• _Your goal_: The answer should be each line of the records that contains the word "first"; please copy them all.

Collected data entries
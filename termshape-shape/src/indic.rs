use termshape_unicode::Script;

use crate::decode::DecodedChar;

/// Per-character classification used to find syllable boundaries and
/// reorder classes, per spec §4.3.a.
#[derive(Debug, Clone, Copy, PartialEq, Eq)]
enum IndicCategory {
    Consonant,
    VowelIndependent,
    MatraPre,
    MatraAbove,
    MatraBelow,
    MatraPost,
    Halant,
    Nukta,
    Other,
}

/// Reorder class used to stable-sort non-base characters within a
/// syllable (spec §4.3.a: "pre=1, above=2, post=3, below=4, halant=5,
/// nukta=6").
fn reorder_class(cat: IndicCategory) -> u8 {
    match cat {
        IndicCategory::MatraPre => 1,
        IndicCategory::MatraAbove => 2,
        IndicCategory::MatraPost => 3,
        IndicCategory::MatraBelow => 4,
        IndicCategory::Halant => 5,
        IndicCategory::Nukta => 6,
        IndicCategory::Consonant | IndicCategory::VowelIndependent | IndicCategory::Other => 0,
    }
}

/// The Unicode block base for each Indic script this module handles.
/// Every listed block mirrors Devanagari's internal layout closely
/// enough (independent vowels, consonants, nukta, dependent vowel
/// signs, virama at the same relative offsets) that one relative-
/// offset table classifies all of them, per spec §4.3.a: "extended to
/// Bengali, Tamil, Telugu, Kannada, Malayalam".
fn block_base(script: Script) -> Option<u32> {
    match script {
        Script::Devanagari => Some(0x0900),
        Script::Bengali => Some(0x0980),
        Script::Gurmukhi => Some(0x0A00),
        Script::Gujarati => Some(0x0A80),
        Script::Oriya => Some(0x0B00),
        Script::Tamil => Some(0x0B80),
        Script::Telugu => Some(0x0C00),
        Script::Kannada => Some(0x0C80),
        Script::Malayalam => Some(0x0D00),
        _ => None,
    }
}

/// Whether `script` is one this module reorders. Runs of any other
/// script pass through [`reorder`] unchanged.
pub fn is_indic_script(script: Script) -> bool {
    block_base(script).is_some()
}

fn classify(ch: char, script: Script) -> IndicCategory {
    let Some(base) = block_base(script) else {
        return IndicCategory::Other;
    };
    let cp = ch as u32;
    if cp < base {
        return IndicCategory::Other;
    }
    let rel = cp - base;

    match rel {
        0x05..=0x14 => IndicCategory::VowelIndependent,
        0x15..=0x39 | 0x58..=0x5F => IndicCategory::Consonant,
        0x3C => IndicCategory::Nukta,
        0x3F => IndicCategory::MatraPre,
        0x3E | 0x40 | 0x4B | 0x4C => IndicCategory::MatraPost,
        0x41..=0x44 => IndicCategory::MatraBelow,
        0x45..=0x4A => IndicCategory::MatraAbove,
        0x4D => IndicCategory::Halant,
        _ => IndicCategory::Other,
    }
}

/// Reorders a single run's characters into visual/shaping syllable
/// order, per spec §4.3.a.
///
/// Syllable boundaries occur before an independent vowel and before a
/// consonant not immediately preceded by a halant. Within a syllable,
/// the base (first consonant or independent vowel) stays first; the
/// remaining characters are stable-sorted by [`reorder_class`].
///
/// Non-Indic runs (and Indic runs with no matras out of order) are
/// returned unchanged, cluster ids attached.
pub fn reorder(run: &[DecodedChar], script: Script) -> Vec<DecodedChar> {
    if !is_indic_script(script) {
        return run.to_vec();
    }

    let categories: Vec<IndicCategory> =
        run.iter().map(|dc| classify(dc.ch, script)).collect();

    let mut syllables: Vec<std::ops::Range<usize>> = Vec::new();
    let mut start = 0usize;
    for i in 1..run.len() {
        let is_boundary = match categories[i] {
            IndicCategory::VowelIndependent => true,
            IndicCategory::Consonant => categories[i - 1] != IndicCategory::Halant,
            _ => false,
        };
        if is_boundary {
            syllables.push(start..i);
            start = i;
        }
    }
    syllables.push(start..run.len());

    let mut out = Vec::with_capacity(run.len());
    for syllable in syllables {
        let slice = &run[syllable.clone()];
        let cats = &categories[syllable.clone()];

        if slice.is_empty() {
            continue;
        }

        // The base is the first consonant or independent vowel; default
        // to position 0 if neither is found (an orphaned mark sequence).
        let base_idx = cats
            .iter()
            .position(|c| matches!(c, IndicCategory::Consonant | IndicCategory::VowelIndependent))
            .unwrap_or(0);

        out.push(slice[base_idx]);

        let mut rest: Vec<(usize, &DecodedChar)> = slice
            .iter()
            .enumerate()
            .filter(|&(i, _)| i != base_idx)
            .collect();
        rest.sort_by_key(|&(i, _)| reorder_class(cats[i]));

        out.extend(rest.into_iter().map(|(_, dc)| *dc));
    }

    out
}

• _Output_:
/// the base (first consonant or independent vowel) stays first; the
        // The base is the first consonant or independent vowel; default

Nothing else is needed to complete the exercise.